Bande dessinée, histoire / antiquité / moyen-âge
Publiée le 10 novembre 2021 chez Glénat

Du personnage historique de Clovis, né vers 465 et mort en 511, on ne connaît que quelques tranches d’Histoire qui nous sont parvenus, porteuses d’une très forte charge symbolique. Clovis est un souvenir. Un souvenir réactivé dès le VIe siècle par Grégoire de Tours, pour convoquer le grand homme, un roi des Francs parmi d’autres qui unifia par les armes et la ruse un territoire grand comme la France. Un roi païen qui eut l’intelligence politique d’un baptême, choisit Paris comme capitale et fonda une dynastie.

​Selon l’adage consacrée, la France est la fille aînée de l’Église. Dans le roman national, Clovis est bien sûr son père !

Pas facile de résumer toute la vie d’un homme en moins de 48 pages. D’autant qu’on sait très peu de choses sur Clovis, qui n’a laissé qu’un seul document écrit de sa main. L’essentiel on le tient de l’hagiographie réalisée par Grégoire de Tours à la fin du VIe siècle après J.-C. soit presque un siècle après les faits. On n’a si peu de sources que même les lieux et les dates des événements sont sujets à caution… Heureusement que les sources matériels fournies par l’archéologie nous permet de dresser un tableau de l’ascension du roi des Francs sur son propre peuple, et de son peuple sur l’Europe de l’Ouest.

Le scénariste Wyctor que je découvre avec vous a fait le choix de la simplicité. Clovis vient de mourir, et il a décidé d’être enterré à Paris aux côtés de Sainte Geneviève qui lui avait fait grande impression lors de leur rencontre. Nous sommes presque dans une pièce de théâtre avec trois personnages qui en discutant entre eux nous retrace les heurs et malheurs du roi des Francs : la reine Clothilde, l’évêque de Reims Rémi, et le personnage fictif de Mundéric qui représente les « leudes », les compagnons d’armes du roi…

Les funérailles païennes de Chidéric, l’affaire du Vase de Soissons, la guerre avec Syagrius, sa conversion sur le champ de bataille contre les Alamans et son baptême à Reims sont parfois des étapes vers la gloire, parfois des non événements voire des faux événements fabriqués de toutes pièces. Tous les rois germains qui se sont installés en Europe de l’Ouest, et Catholiques comme Ariens veulent l’assentiment et l’alliance de Byzance, la superpuissance de l’époque. Et Clovis qui lorgne sur le Sud de la Loire trouve à qui parler avec Théodoric le roi ostrogoth qui entend bien gouverner l’Europe à travers une confédération familiale. C’est amusant que Clovis va parvenir au même résultat avec les mêmes méthodes, mais avant cela il va falloir se farcir Alaric le roi wisigoth.

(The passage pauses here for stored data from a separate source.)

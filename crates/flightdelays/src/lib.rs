//! `flightdelays` - Departure delay analytics over a flights dataset
//!
//! This library provides read-only access to a `SQLite` flights database, the
//! delay-rate aggregations built on it, and the adapters that present them as
//! JSON over HTTP, SVG charts and an HTML route map.

#![warn(missing_docs)]
#![warn(missing_debug_implementations)]
#![deny(unsafe_code)]

pub mod cli;
pub mod config;
pub mod delays;
pub mod error;
pub mod logging;
pub mod models;
pub mod render;
pub mod server;
pub mod storage;

pub use config::Config;
pub use delays::{DelayStat, RouteMatrix};
pub use error::{Error, Result};
pub use logging::init_logging;
pub use models::{FlightRecord, Route};
pub use storage::FlightData;
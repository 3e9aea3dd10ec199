//! `SQLite` schema of the flights dataset.
//!
//! The production store already exists and is opened read-only; these
//! statements only build empty in-memory stores for fixtures and tests.

/// SQL statement to create the airlines table.
pub const CREATE_AIRLINES_TABLE: &str = r"
CREATE TABLE IF NOT EXISTS airlines (
    ID INTEGER PRIMARY KEY,
    AIRLINE TEXT NOT NULL
)
";

/// SQL statement to create the airports table.
pub const CREATE_AIRPORTS_TABLE: &str = r"
CREATE TABLE IF NOT EXISTS airports (
    IATA_CODE TEXT PRIMARY KEY,
    AIRPORT TEXT,
    CITY TEXT,
    STATE TEXT,
    COUNTRY TEXT,
    LATITUDE REAL,
    LONGITUDE REAL
)
";

/// SQL statement to create the flights table.
pub const CREATE_FLIGHTS_TABLE: &str = r"
CREATE TABLE IF NOT EXISTS flights (
    ID INTEGER PRIMARY KEY,
    YEAR INTEGER NOT NULL,
    MONTH INTEGER NOT NULL,
    DAY INTEGER NOT NULL,
    AIRLINE INTEGER NOT NULL REFERENCES airlines(ID),
    ORIGIN_AIRPORT TEXT NOT NULL,
    DESTINATION_AIRPORT TEXT NOT NULL,
    SCHEDULED_DEPARTURE,
    DEPARTURE_DELAY INTEGER
)
";

/// All schema creation statements in order.
pub const SCHEMA_STATEMENTS: &[&str] = &[
    CREATE_AIRLINES_TABLE,
    CREATE_AIRPORTS_TABLE,
    CREATE_FLIGHTS_TABLE,
];
//! Delayed-routes map overlay.
//!
//! Routes delayed more than [`MAP_THRESHOLD_PERCENT`] of the time are drawn as
//! lines between their airports on a Leaflet map. The document pulls Leaflet
//! from a CDN and carries its data inline.

use std::collections::HashMap;

use serde::Serialize;
use tracing::debug;

use crate::delays::DelayStat;
use crate::error::Result;
use crate::models::{Coordinates, Route};

use super::escape_xml;

/// Routes at or below this percentage are not drawn.
pub const MAP_THRESHOLD_PERCENT: f64 = 30.0;

/// Routes above this percentage are drawn in the high-tier color.
pub const HIGH_TIER_PERCENT: f64 = 50.0;

const LEAFLET_VERSION: &str = "1.9.4";

/// Fallback view when there is nothing to fit: the contiguous United States.
const DEFAULT_CENTER: (f64, f64) = (39.8283, -98.5795);
const DEFAULT_ZOOM: u8 = 4;

/// One route drawn on the map.
#[derive(Debug, Clone, PartialEq)]
pub struct RouteLine {
    /// The route.
    pub route: Route,
    /// Origin airport position.
    pub from: Coordinates,
    /// Destination airport position.
    pub to: Coordinates,
    /// Percent of flights delayed on the route.
    pub percent_delayed: f64,
}

impl RouteLine {
    /// Line weight in pixels, proportional to the delay rate.
    #[must_use]
    pub fn weight(&self) -> f64 {
        self.percent_delayed / 10.0
    }

    /// Line color: `red` above [`HIGH_TIER_PERCENT`], `orange` otherwise.
    #[must_use]
    pub fn color(&self) -> &'static str {
        if self.percent_delayed > HIGH_TIER_PERCENT {
            "red"
        } else {
            "orange"
        }
    }
}

#[derive(Serialize)]
struct LineData<'a> {
    origin: &'a str,
    destination: &'a str,
    from: [f64; 2],
    to: [f64; 2],
    percent_delayed: f64,
    weight: f64,
    color: &'static str,
    /// Tooltip markup; airport codes are escaped.
    label: String,
}

impl<'a> From<&'a RouteLine> for LineData<'a> {
    fn from(line: &'a RouteLine) -> Self {
        Self {
            origin: &line.route.origin,
            destination: &line.route.destination,
            from: [line.from.latitude, line.from.longitude],
            to: [line.to.latitude, line.to.longitude],
            percent_delayed: line.percent_delayed,
            weight: line.weight(),
            color: line.color(),
            label: format!(
                "{} → {}: {:.1}% delayed",
                escape_xml(&line.route.origin),
                escape_xml(&line.route.destination),
                line.percent_delayed
            ),
        }
    }
}

/// The set of lines making up the delayed-routes map.
#[derive(Debug, Clone, Default, PartialEq)]
pub struct RouteMap {
    lines: Vec<RouteLine>,
}

impl RouteMap {
    /// Select the routes above the map threshold and attach coordinates.
    ///
    /// Routes with either endpoint missing from `coordinates` are skipped.
    #[must_use]
    pub fn build(stats: &[DelayStat<Route>], coordinates: &HashMap<String, Coordinates>) -> Self {
        let lines = stats
            .iter()
            .filter(|stat| stat.percent_delayed() > MAP_THRESHOLD_PERCENT)
            .filter_map(|stat| {
                let route = stat.key();
                let from = coordinates.get(&route.origin);
                let to = coordinates.get(&route.destination);
                match (from, to) {
                    (Some(from), Some(to)) => Some(RouteLine {
                        route: route.clone(),
                        from: *from,
                        to: *to,
                        percent_delayed: stat.percent_delayed(),
                    }),
                    _ => {
                        debug!(route = %route, "Skipping route without coordinates");
                        None
                    }
                }
            })
            .collect();

        Self { lines }
    }

    /// The lines to draw.
    #[must_use]
    pub fn lines(&self) -> &[RouteLine] {
        &self.lines
    }

    /// Render the map as a standalone HTML document.
    ///
    /// # Errors
    ///
    /// Returns [`Error::Json`](crate::Error::Json) if the route data cannot be serialized.
    pub fn to_html(&self) -> Result<String> {
        let data: Vec<LineData<'_>> = self.lines.iter().map(LineData::from).collect();
        // Inlined in a <script> element.
        let data = serde_json::to_string(&data)?.replace("</", "<\\/");
        let (lat, lon) = DEFAULT_CENTER;

        Ok(format!(
            r#"<!DOCTYPE html>
<html>
<head>
<meta charset="utf-8">
<meta name="viewport" content="width=device-width, initial-scale=1.0">
<title>Delayed Routes</title>
<link rel="stylesheet" href="https://unpkg.com/leaflet@{LEAFLET_VERSION}/dist/leaflet.css">
<script src="https://unpkg.com/leaflet@{LEAFLET_VERSION}/dist/leaflet.js"></script>
<style>html, body, #map {{ height: 100%; margin: 0; }}</style>
</head>
<body>
<div id="map"></div>
<script>
const routes = {data};
const map = L.map("map").setView([{lat}, {lon}], {DEFAULT_ZOOM});
L.tileLayer("https://{{s}}.tile.openstreetmap.org/{{z}}/{{x}}/{{y}}.png", {{
  maxZoom: 18,
  attribution: "&copy; OpenStreetMap contributors"
}}).addTo(map);
const bounds = [];
for (const r of routes) {{
  L.polyline([r.from, r.to], {{ color: r.color, weight: r.weight, opacity: 0.8 }})
    .bindTooltip(r.label)
    .addTo(map);
  bounds.push(r.from, r.to);
}}
if (bounds.length > 0) {{
  map.fitBounds(bounds, {{ padding: [20, 20] }});
}}
</script>
</body>
</html>
"#
        ))
    }
}
//! Command-line interface for flightdelays.
//!
//! This module provides the CLI structure and command definitions for the
//! `fltdelay` binary.

mod commands;

use std::path::PathBuf;

use clap::{Parser, Subcommand};

pub use commands::{
    parse_date, AirlineCommand, AirportCommand, ChartArg, ChartCommand, ConfigCommand,
    DateCommand, FlightCommand, MapCommand, OutputFormat, ServeCommand,
};

/// fltdelay - Explore flight departure delays
///
/// Looks up flights, aggregates delay rates by airline, hour and route, and
/// presents them as text, JSON, charts, a route map or an HTTP API.
#[derive(Debug, Parser)]
#[command(name = "fltdelay")]
#[command(author, version, about, long_about = None)]
#[command(propagate_version = true)]
pub struct Cli {
    /// Path to custom configuration file
    #[arg(short, long, global = true, value_name = "FILE")]
    pub config: Option<PathBuf>,

    /// Path to the flights database (overrides configuration)
    #[arg(long, global = true, value_name = "FILE")]
    pub database: Option<PathBuf>,

    /// Increase verbosity (-v for debug, -vv for trace)
    #[arg(short, long, action = clap::ArgAction::Count, global = true)]
    pub verbose: u8,

    /// Suppress all output except errors
    #[arg(short, long, global = true)]
    pub quiet: bool,

    /// The command to execute
    #[command(subcommand)]
    pub command: Command,
}

/// Available commands.
#[derive(Debug, Subcommand)]
pub enum Command {
    /// Show a flight by its identifier
    Flight(FlightCommand),

    /// Show all flights on a date
    Date(DateCommand),

    /// Show delayed flights by airline name
    Airline(AirlineCommand),

    /// Show delayed flights by origin airport
    Airport(AirportCommand),

    /// Draw a delay chart
    Chart(ChartCommand),

    /// Draw the delayed-routes map
    Map(MapCommand),

    /// Serve delay statistics over HTTP
    Serve(ServeCommand),

    /// View or validate configuration
    #[command(subcommand)]
    Config(ConfigCommand),
}

impl Cli {
    /// Get the verbosity level based on flags.
    #[must_use]
    pub fn verbosity(&self) -> crate::logging::Verbosity {
        if self.quiet {
            crate::logging::Verbosity::Quiet
        } else {
            match self.verbose {
                0 => crate::logging::Verbosity::Normal,
                1 => crate::logging::Verbosity::Verbose,
                _ => crate::logging::Verbosity::Trace,
            }
        }
    }
}

#[cfg(test)]
mod tests {
    use super::*;
    use chrono::NaiveDate;
    use clap::CommandFactory;

    fn cli_with(verbose: u8, quiet: bool) -> Cli {
        Cli {
            config: None,
            database: None,
            verbose,
            quiet,
            command: Command::Config(ConfigCommand::Path),
        }
    }

    #[test]
    fn test_cli_name() {
        let cli = Cli::command();
        assert_eq!(cli.get_name(), "fltdelay");
    }

    #[test]
    fn test_verbosity_levels() {
        use crate::logging::Verbosity;

        assert_eq!(cli_with(0, true).verbosity(), Verbosity::Quiet);
        assert_eq!(cli_with(3, true).verbosity(), Verbosity::Quiet);
        assert_eq!(cli_with(0, false).verbosity(), Verbosity::Normal);
        assert_eq!(cli_with(1, false).verbosity(), Verbosity::Verbose);
        assert_eq!(cli_with(2, false).verbosity(), Verbosity::Trace);
    }

    #[test]
    fn test_cli_verify() {
        Cli::command().debug_assert();
    }

    #[test]
    fn test_parse_flight() {
        let cli = Cli::try_parse_from(["fltdelay", "flight", "42", "--format", "json"]).unwrap();
        match cli.command {
            Command::Flight(cmd) => {
                assert_eq!(cmd.id, 42);
                assert_eq!(cmd.format, OutputFormat::Json);
            }
            other => panic!("unexpected command: {other:?}"),
        }
    }

    #[test]
    fn test_parse_flight_rejects_non_numeric_id() {
        assert!(Cli::try_parse_from(["fltdelay", "flight", "AA100"]).is_err());
    }

    #[test]
    fn test_parse_date() {
        let cli = Cli::try_parse_from(["fltdelay", "date", "01/02/2015"]).unwrap();
        match cli.command {
            Command::Date(cmd) => {
                assert_eq!(cmd.date, NaiveDate::from_ymd_opt(2015, 2, 1).unwrap());
                assert_eq!(cmd.format, OutputFormat::Text);
            }
            other => panic!("unexpected command: {other:?}"),
        }

        assert!(Cli::try_parse_from(["fltdelay", "date", "2015-02-01"]).is_err());
    }

    #[test]
    fn test_parse_airline_and_airport() {
        let cli = Cli::try_parse_from(["fltdelay", "airline", "Delta"]).unwrap();
        assert!(matches!(cli.command, Command::Airline(ref cmd) if cmd.name == "Delta"));

        let cli = Cli::try_parse_from(["fltdelay", "airport", "LA", "-f", "json"]).unwrap();
        assert!(
            matches!(cli.command, Command::Airport(ref cmd) if cmd.code == "LA" && cmd.format == OutputFormat::Json)
        );
    }

    #[test]
    fn test_parse_chart() {
        let cli = Cli::try_parse_from(["fltdelay", "chart", "routes", "--no-open"]).unwrap();
        match cli.command {
            Command::Chart(cmd) => {
                assert_eq!(cmd.kind, ChartArg::Routes);
                assert!(cmd.no_open);
            }
            other => panic!("unexpected command: {other:?}"),
        }

        assert!(Cli::try_parse_from(["fltdelay", "chart", "pie"]).is_err());
    }

    #[test]
    fn test_parse_map() {
        let cli = Cli::try_parse_from(["fltdelay", "map", "-o", "/tmp/routes.html"]).unwrap();
        match cli.command {
            Command::Map(cmd) => {
                assert_eq!(cmd.output, Some(PathBuf::from("/tmp/routes.html")));
                assert!(!cmd.no_open);
            }
            other => panic!("unexpected command: {other:?}"),
        }
    }

    #[test]
    fn test_parse_serve() {
        let cli = Cli::try_parse_from(["fltdelay", "serve", "--port", "8080"]).unwrap();
        match cli.command {
            Command::Serve(cmd) => {
                assert_eq!(cmd.port, Some(8080));
                assert!(cmd.host.is_none());
            }
            other => panic!("unexpected command: {other:?}"),
        }
    }

    #[test]
    fn test_parse_config_validate() {
        let cli = Cli::try_parse_from(["fltdelay", "config", "validate", "/tmp/c.toml"]).unwrap();
        assert!(matches!(
            cli.command,
            Command::Config(ConfigCommand::Validate { file: Some(_) })
        ));
    }

    #[test]
    fn test_parse_global_flags() {
        let cli = Cli::try_parse_from([
            "fltdelay",
            "-c",
            "/custom/config.toml",
            "--database",
            "/data/flights.sqlite3",
            "-vv",
            "config",
            "path",
        ])
        .unwrap();
        assert_eq!(cli.config, Some(PathBuf::from("/custom/config.toml")));
        assert_eq!(cli.database, Some(PathBuf::from("/data/flights.sqlite3")));
        assert_eq!(cli.verbose, 2);

        let cli = Cli::try_parse_from(["fltdelay", "config", "show", "-q"]).unwrap();
        assert!(cli.quiet);
    }
}
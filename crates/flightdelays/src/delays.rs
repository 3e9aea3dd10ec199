//! Delay-rate aggregation.
//!
//! Turns the raw grouped counts from [`FlightData`] into percent-delayed
//! statistics keyed by airline, hour of day, or route. Aggregates are
//! recomputed from the store on every call.

use std::collections::{BTreeMap, BTreeSet, HashMap};

use chrono::{DateTime, NaiveDateTime, NaiveTime, Timelike};
use rusqlite::types::Value;
use serde::Serialize;
use tracing::{debug, warn};

use crate::models::Route;
use crate::storage::{FlightData, GroupCounts};

/// Delay statistics for one group of flights.
///
/// A `DelayStat` always covers at least one flight; the constructor refuses
/// empty groups so the percentage is always defined.
#[derive(Debug, Clone, PartialEq, Eq)]
pub struct DelayStat<K> {
    key: K,
    total_flights: u64,
    delayed_flights: u64,
}

impl<K> DelayStat<K> {
    /// Build a statistic, or `None` if the group is empty or inconsistent.
    #[must_use]
    pub fn new(key: K, total_flights: u64, delayed_flights: u64) -> Option<Self> {
        if total_flights == 0 || delayed_flights > total_flights {
            return None;
        }
        Some(Self {
            key,
            total_flights,
            delayed_flights,
        })
    }

    /// Grouping key.
    #[must_use]
    pub fn key(&self) -> &K {
        &self.key
    }

    /// Number of flights in the group (never zero).
    #[must_use]
    pub fn total_flights(&self) -> u64 {
        self.total_flights
    }

    /// Number of delayed flights in the group.
    #[must_use]
    pub fn delayed_flights(&self) -> u64 {
        self.delayed_flights
    }

    /// `delayed / total × 100`.
    #[must_use]
    #[allow(clippy::cast_precision_loss)]
    pub fn percent_delayed(&self) -> f64 {
        self.delayed_flights as f64 / self.total_flights as f64 * 100.0
    }
}

fn collect_stats<K>(counts: Vec<GroupCounts<K>>) -> Vec<DelayStat<K>> {
    counts
        .into_iter()
        .filter_map(|c| {
            let (total, delayed) = (c.total_flights, c.delayed_flights);
            let stat = DelayStat::new(c.key, total, delayed);
            if stat.is_none() {
                warn!(total, delayed, "dropping group without a defined delay rate");
            }
            stat
        })
        .collect()
}

/// Percent delayed per airline display name, in query order (by name).
#[must_use]
pub fn delays_by_airline(store: &FlightData) -> Vec<DelayStat<String>> {
    collect_stats(store.airline_counts())
}

/// Percent delayed per hour of scheduled departure, ascending by hour.
///
/// Departures whose hour cannot be derived are left out.
#[must_use]
pub fn delays_by_hour(store: &FlightData) -> Vec<DelayStat<u8>> {
    let mut by_hour: BTreeMap<u8, (u64, u64)> = BTreeMap::new();

    for counts in store.departure_counts() {
        let Some(hour) = departure_hour(&counts.key) else {
            debug!(
                value = ?counts.key,
                flights = counts.total_flights,
                "skipping scheduled departure without an hour"
            );
            continue;
        };
        let entry = by_hour.entry(hour).or_default();
        entry.0 += counts.total_flights;
        entry.1 += counts.delayed_flights;
    }

    collect_stats(
        by_hour
            .into_iter()
            .map(|(hour, (total_flights, delayed_flights))| GroupCounts {
                key: hour,
                total_flights,
                delayed_flights,
            })
            .collect(),
    )
}

/// Percent delayed per (origin, destination) pair, ordered by route.
#[must_use]
pub fn delays_by_route(store: &FlightData) -> Vec<DelayStat<Route>> {
    collect_stats(store.route_counts())
}

/// Route statistics pivoted into an origin × destination grid.
#[must_use]
pub fn route_matrix(store: &FlightData) -> RouteMatrix {
    RouteMatrix::from_stats(&delays_by_route(store))
}

/// Derive the hour of day (0–23) from a stored scheduled departure.
///
/// Integers are read as `HHMM`. Text is tried as a clock time, then as a
/// datetime, then as digits-only `HHMM`, and finally by reading the first
/// two characters as the hour.
#[must_use]
pub fn departure_hour(value: &Value) -> Option<u8> {
    match value {
        Value::Integer(hhmm) => hour_from_hhmm(*hhmm),
        Value::Real(hhmm) if hhmm.is_finite() => {
            #[allow(clippy::cast_possible_truncation)]
            let hhmm = hhmm.trunc() as i64;
            hour_from_hhmm(hhmm)
        }
        Value::Text(text) => hour_from_text(text.trim()),
        _ => None,
    }
}

fn hour_from_hhmm(hhmm: i64) -> Option<u8> {
    if !(0..2400).contains(&hhmm) {
        return None;
    }
    u8::try_from(hhmm / 100).ok()
}

const TIME_FORMATS: &[&str] = &["%H:%M:%S%.f", "%H:%M"];
const DATETIME_FORMATS: &[&str] = &[
    "%Y-%m-%d %H:%M:%S%.f",
    "%Y-%m-%d %H:%M",
    "%Y-%m-%dT%H:%M:%S%.f",
    "%Y-%m-%dT%H:%M",
];
const OFFSET_DATETIME_FORMATS: &[&str] = &["%Y-%m-%d %H:%M:%S%.f%:z", "%Y-%m-%d %H:%M:%S%.f%z"];

/// Parse text as a clock time or datetime. Offsets are ignored: the hour is
/// the one written in the value.
fn parse_time(text: &str) -> Option<NaiveTime> {
    TIME_FORMATS
        .iter()
        .find_map(|format| NaiveTime::parse_from_str(text, format).ok())
        .or_else(|| {
            DATETIME_FORMATS
                .iter()
                .find_map(|format| NaiveDateTime::parse_from_str(text, format).ok())
                .map(|dt| dt.time())
        })
        .or_else(|| {
            DateTime::parse_from_rfc3339(text)
                .ok()
                .or_else(|| {
                    OFFSET_DATETIME_FORMATS
                        .iter()
                        .find_map(|format| DateTime::parse_from_str(text, format).ok())
                })
                .map(|dt| dt.naive_local().time())
        })
}

fn hour_from_text(text: &str) -> Option<u8> {
    if let Some(time) = parse_time(text) {
        return u8::try_from(time.hour()).ok();
    }

    if !text.is_empty() && text.len() <= 4 && text.bytes().all(|b| b.is_ascii_digit()) {
        return hour_from_hhmm(text.parse().ok()?);
    }

    // A third digit or a dash means a year or longer number, never an hour.
    if text
        .as_bytes()
        .get(2)
        .is_some_and(|b| b.is_ascii_digit() || *b == b'-')
    {
        return None;
    }

    // Compatibility fallback: leading two characters are the hour.
    text.get(..2)?
        .parse::<u8>()
        .ok()
        .filter(|hour| *hour < 24)
}

/// Percent delayed for every observed route, laid out for a heatmap.
///
/// Rows are origins and columns destinations, both sorted. A route with no
/// flights has no cell at all rather than a zero.
#[derive(Debug, Clone, Default, PartialEq)]
pub struct RouteMatrix {
    origins: Vec<String>,
    destinations: Vec<String>,
    cells: HashMap<Route, f64>,
}

impl RouteMatrix {
    /// Pivot route statistics into a matrix.
    #[must_use]
    pub fn from_stats(stats: &[DelayStat<Route>]) -> Self {
        let mut origins = BTreeSet::new();
        let mut destinations = BTreeSet::new();
        let mut cells = HashMap::with_capacity(stats.len());

        for stat in stats {
            let route = stat.key();
            origins.insert(route.origin.clone());
            destinations.insert(route.destination.clone());
            cells.insert(route.clone(), stat.percent_delayed());
        }

        Self {
            origins: origins.into_iter().collect(),
            destinations: destinations.into_iter().collect(),
            cells,
        }
    }

    /// Row labels.
    #[must_use]
    pub fn origins(&self) -> &[String] {
        &self.origins
    }

    /// Column labels.
    #[must_use]
    pub fn destinations(&self) -> &[String] {
        &self.destinations
    }

    /// Percent delayed for a route, or `None` if it was never flown.
    #[must_use]
    pub fn get(&self, origin: &str, destination: &str) -> Option<f64> {
        self.cells.get(&Route::new(origin, destination)).copied()
    }

    /// Number of populated cells.
    #[must_use]
    pub fn len(&self) -> usize {
        self.cells.len()
    }

    /// Whether no route has any flights.
    #[must_use]
    pub fn is_empty(&self) -> bool {
        self.cells.is_empty()
    }
}

/// JSON shape of an airline statistic.
#[derive(Debug, Clone, PartialEq, Serialize)]
pub struct AirlineDelay {
    /// Airline display name.
    pub airline: String,
    /// Percent of flights delayed.
    pub percent_delayed: f64,
}

impl From<&DelayStat<String>> for AirlineDelay {
    fn from(stat: &DelayStat<String>) -> Self {
        Self {
            airline: stat.key().clone(),
            percent_delayed: stat.percent_delayed(),
        }
    }
}

/// JSON shape of an hour-of-day statistic.
#[derive(Debug, Clone, PartialEq, Serialize)]
pub struct HourDelay {
    /// Hour of scheduled departure, 0–23.
    pub hour: u8,
    /// Percent of flights delayed.
    pub percent_delayed: f64,
}

impl From<&DelayStat<u8>> for HourDelay {
    fn from(stat: &DelayStat<u8>) -> Self {
        Self {
            hour: *stat.key(),
            percent_delayed: stat.percent_delayed(),
        }
    }
}

/// JSON shape of a route statistic.
#[derive(Debug, Clone, PartialEq, Serialize)]
pub struct RouteDelay {
    /// Origin airport code.
    pub origin: String,
    /// Destination airport code.
    pub destination: String,
    /// Percent of flights delayed.
    pub percent_delayed: f64,
}

impl From<&DelayStat<Route>> for RouteDelay {
    fn from(stat: &DelayStat<Route>) -> Self {
        Self {
            origin: stat.key().origin.clone(),
            destination: stat.key().destination.clone(),
            percent_delayed: stat.percent_delayed(),
        }
    }
}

C’est aux actes qu’on juge l’homme.

Clovis n’a pu tirer les fruits de sa victoire sur les Alamans en fuite protégés par Théodoric. Comme César s’immisçant dans les affaires gauloises, il va s’introduire dans la guerre civile burgonde pour y gagner une allié, Gontran, et une seconde épouse, Clothilde sa nièce. Et c’est reparti pour un tour : tandis que Gontran assiège Arles pour empêcher Théodoric de venir au secours d’Alaric, Clovis traverse la Loire pour marcher sur Toulouse… Maître des Gaules après la Bataille de Vouillé, le nombre d’évêques ralliant sa cause est inversement proportionnel au nombre de cousin rencontrant de tragiques accidents de chasse ou d’omelettes aux champignons… Thierry fils aîné de Clovis issu d’un premier lit trouve un arrangement avec Clothilde et ses trois fils : ils vont chacun apporter leur pièce à l’édifice du « regnum francorum » dont ils vont doubler la superficie en une seule génération ! Ainsi naît le « Frankistan » !!!

Wyctor parvient à tout faire rentrer dans le format imposé. Et il le fait en évitant les écueils du roman national ou de l’hypercriticisme (malheureusement de plus en plus souvent d’origine gauchiste, infiltration wokiste des universités oblige). D’ailleurs pour un récit d’hommes, les deux principaux personnages sont féminins, donc quand des Titiou Lecoq viennent nous expliquer que les femmes sont aujourd’hui exclue des livres d’histoire c’est qu’elle ne doit pas en lire beaucoup, et qu’elle ferait mieux de le faire au mieux de régurgiter sa soupe woke made in USA…

Véritable homme protée, le travail de Paolo Martinello est ici incroyablement « sage ». A la fois froid et bouillant, Clovis est impénétrable bien qu’habité par le poids de sa propre destinée. Tout lui paraît égal, mais il semble ne rien laisser au hasard jusque dans les plus petits détails. Les dessins sont plus réalistes, les couleurs plus froides, mais de temps en temps vient le bruit et la fureur et dans ces moments ça déchire grave ! (il ferait un duo du tonnerre avec notre Ronan Toulhoat national).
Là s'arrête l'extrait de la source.